Title (tentative): EEG and EMG-based approach in robot-aided rehabilitation: technology development and testing.

Thesis advisor(s): Casadio Maura, Silvestro Micera (EPFL) Camilla Pierella(EPFL) E-mail:
Address: Via Opera Pia 13, 16145 Genova (ITALY) Phone: (+39) 010 33 52749
Description

Motivation and application domain
Natural control methods based on surface electromyography (EMG) and electroencephalography (EEG) are promising for hand prosthetics or robotic rehabilitation. Nevertheless, the control robustness offered by scientific research is still not sufficient for many real life applications. The use of EEG and EMG as input during robotic rehabilitation has been proven to improve the therapy outcomes after stroke.
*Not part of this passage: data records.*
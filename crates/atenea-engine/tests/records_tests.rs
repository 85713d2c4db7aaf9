// SPDX-FileCopyrightText: 2026 Atenea Contributors
// SPDX-License-Identifier: MIT OR Apache-2.0

//! Integration tests for identity verification, query history and surveys.

use atenea_core::AteneaError;
use atenea_core::types::QueryType;
use atenea_test_utils::TestHarness;

const CITIZEN: &str = "51999000111";

// ---- Test 1: Identity ----

#[tokio::test]
async fn citizen_document_is_set_once() {
    let harness = TestHarness::builder().without_bot().build().await.unwrap();
    let outcome = harness.ingest_text(CITIZEN, "hola", "wamid.1").await.unwrap();

    let citizen = harness.center.get_citizen(&outcome.citizen_id).await.unwrap();
    assert_eq!(citizen.name.as_deref(), Some("Rosa"));
    assert_eq!(citizen.full_name.as_deref(), Some("Rosa Quispe"));
    assert_eq!(citizen.document_number, None);

    let verified = harness
        .center
        .verify_identity(&outcome.citizen_id, "DNI", "45678912", "agent-7")
        .await
        .unwrap();
    assert_eq!(verified.document_type.as_deref(), Some("DNI"));
    assert_eq!(verified.document_number.as_deref(), Some("45678912"));

    // Repeating the same document is idempotent.
    harness
        .center
        .verify_identity(&outcome.citizen_id, "DNI", "45678912", "agent-7")
        .await
        .unwrap();

    let err = harness
        .center
        .verify_identity(&outcome.citizen_id, "DNI", "11111111", "agent-7")
        .await
        .unwrap_err();
    assert!(matches!(err, AteneaError::InvalidTransition { .. }));
}

#[tokio::test]
async fn document_cannot_belong_to_two_citizens() {
    let harness = TestHarness::builder().without_bot().build().await.unwrap();
    let rosa = harness.ingest_text("51999000111", "hola", "wamid.1").await.unwrap();
    let other = harness.ingest_text("51999000222", "hola", "wamid.2").await.unwrap();
    harness
        .center
        .verify_identity(&rosa.citizen_id, "DNI", "45678912", "agent-7")
        .await
        .unwrap();

    let err = harness
        .center
        .verify_identity(&other.citizen_id, "DNI", "45678912", "agent-7")
        .await
        .unwrap_err();
    assert!(matches!(err, AteneaError::InvalidTransition { .. }));

    let err = harness
        .center
        .verify_identity(&other.citizen_id, "DNI", "", "agent-7")
        .await
        .unwrap_err();
    assert!(matches!(err, AteneaError::Validation(_)));
}

// ---- Test 2: Query history ----

#[tokio::test]
async fn queries_are_recorded_during_open_attentions() {
    let harness = TestHarness::builder().without_bot().build().await.unwrap();
    let outcome = harness.ingest_text(CITIZEN, "hola", "wamid.1").await.unwrap();

    harness
        .center
        .record_query(
            &outcome.attention_id,
            QueryType::TicketsByPlate,
            "PLACA",
            "ABC-123",
            "agent-7",
        )
        .await
        .unwrap();
    harness
        .center
        .record_query(
            &outcome.attention_id,
            QueryType::TaxesByDocument,
            "DNI",
            "45678912",
            "agent-7",
        )
        .await
        .unwrap();

    let queries = harness.center.list_queries(&outcome.attention_id).await.unwrap();
    let kinds: Vec<_> = queries.iter().map(|q| q.query_type).collect();
    assert_eq!(
        kinds,
        vec![QueryType::TicketsByPlate, QueryType::TaxesByDocument]
    );
    assert_eq!(queries[0].document_value, "ABC-123");
    assert_eq!(queries[0].audit.created_by, "agent-7");

    harness
        .center
        .close_attention(&outcome.attention_id, "agent-7")
        .await
        .unwrap();
    let err = harness
        .center
        .record_query(
            &outcome.attention_id,
            QueryType::VehicleByPlate,
            "PLACA",
            "ABC-123",
            "agent-7",
        )
        .await
        .unwrap_err();
    assert!(matches!(err, AteneaError::InvalidTransition { .. }));
}

// ---- Test 3: Surveys ----

#[tokio::test]
async fn survey_after_close_rates_the_assigned_agent() {
    let harness = TestHarness::builder().without_bot().build().await.unwrap();
    let outcome = harness.ingest_text(CITIZEN, "hola", "wamid.1").await.unwrap();
    harness
        .center
        .handoff_to_agent(&outcome.room_id, "agent-7")
        .await
        .unwrap();

    let err = harness
        .center
        .create_survey(&outcome.attention_id, 5, None, None, "system")
        .await
        .unwrap_err();
    assert!(matches!(err, AteneaError::InvalidTransition { .. }));

    harness
        .center
        .close_attention(&outcome.attention_id, "agent-7")
        .await
        .unwrap();

    let survey = harness
        .center
        .create_survey(
            &outcome.attention_id,
            5,
            Some("Muy amable".to_string()),
            None,
            "system",
        )
        .await
        .unwrap();
    assert_eq!(survey.rating, 5);
    assert_eq!(survey.user_id.as_deref(), Some("agent-7"));
    assert_eq!(survey.room_id, outcome.room_id);
    assert_eq!(survey.citizen_id, outcome.citizen_id);

    let stored = harness.center.get_survey(&outcome.attention_id).await.unwrap();
    assert_eq!(stored.id, survey.id);
    assert_eq!(stored.comment.as_deref(), Some("Muy amable"));

    let err = harness
        .center
        .create_survey(&outcome.attention_id, 4, None, None, "system")
        .await
        .unwrap_err();
    assert!(matches!(err, AteneaError::InvalidTransition { .. }));
}

#[tokio::test]
async fn survey_rating_must_be_one_to_five() {
    let harness = TestHarness::builder().without_bot().build().await.unwrap();
    let outcome = harness.ingest_text(CITIZEN, "hola", "wamid.1").await.unwrap();
    harness
        .center
        .close_attention(&outcome.attention_id, "agent-7")
        .await
        .unwrap();

    for rating in [0, 6] {
        let err = harness
            .center
            .create_survey(&outcome.attention_id, rating, None, None, "system")
            .await
            .unwrap_err();
        assert!(matches!(err, AteneaError::Validation(_)));
    }
    let err = harness.center.get_survey(&outcome.attention_id).await.unwrap_err();
    assert!(matches!(err, AteneaError::NotFound { entity: "survey", .. }));

    // An explicit agent overrides the room assignee.
    let survey = harness
        .center
        .create_survey(
            &outcome.attention_id,
            1,
            Some("  ".to_string()),
            Some("agent-9".to_string()),
            "system",
        )
        .await
        .unwrap();
    assert_eq!(survey.user_id.as_deref(), Some("agent-9"));
    assert_eq!(survey.comment, None);
}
General objectives and main activities
The objective is to combine EEG and EMG information in order to build a decoder to control the kinematic of an upper limb exoskeleton. The decoder will be based of deep neural network theory and the final goal will be to design an experiment in which the decoder will be able to provide a highly personalized robotic assistance during the rehabilitation therapy.
The main activity are: offline analysis of EEG and EMG data in order to develop and tune the decoder; implementation of the decoder for a real-time application; design of an experiment; data collection; data analysis.

Training Objectives (technical/analytical tools, experimental methodologies)
The student will learn
- To analyze and correlate body signals from different sources such as movement, EMG and EEG
- To develop the control of an external device based on body signal coming from different sources
- To develop data analysis tools for behavioral data
- To improve the knowledge of Matlab/Simulink, machine learning algorithms and statistical analysis
- To work in an international team with people with different backgrounds (engineers, physicians, physical therapists)

Place(s) where the thesis work will be carried out: EFPL at Campus Biotech in Geneva

Additional information

Maximum number of students: 1

Financial support/scholarship: bando giovani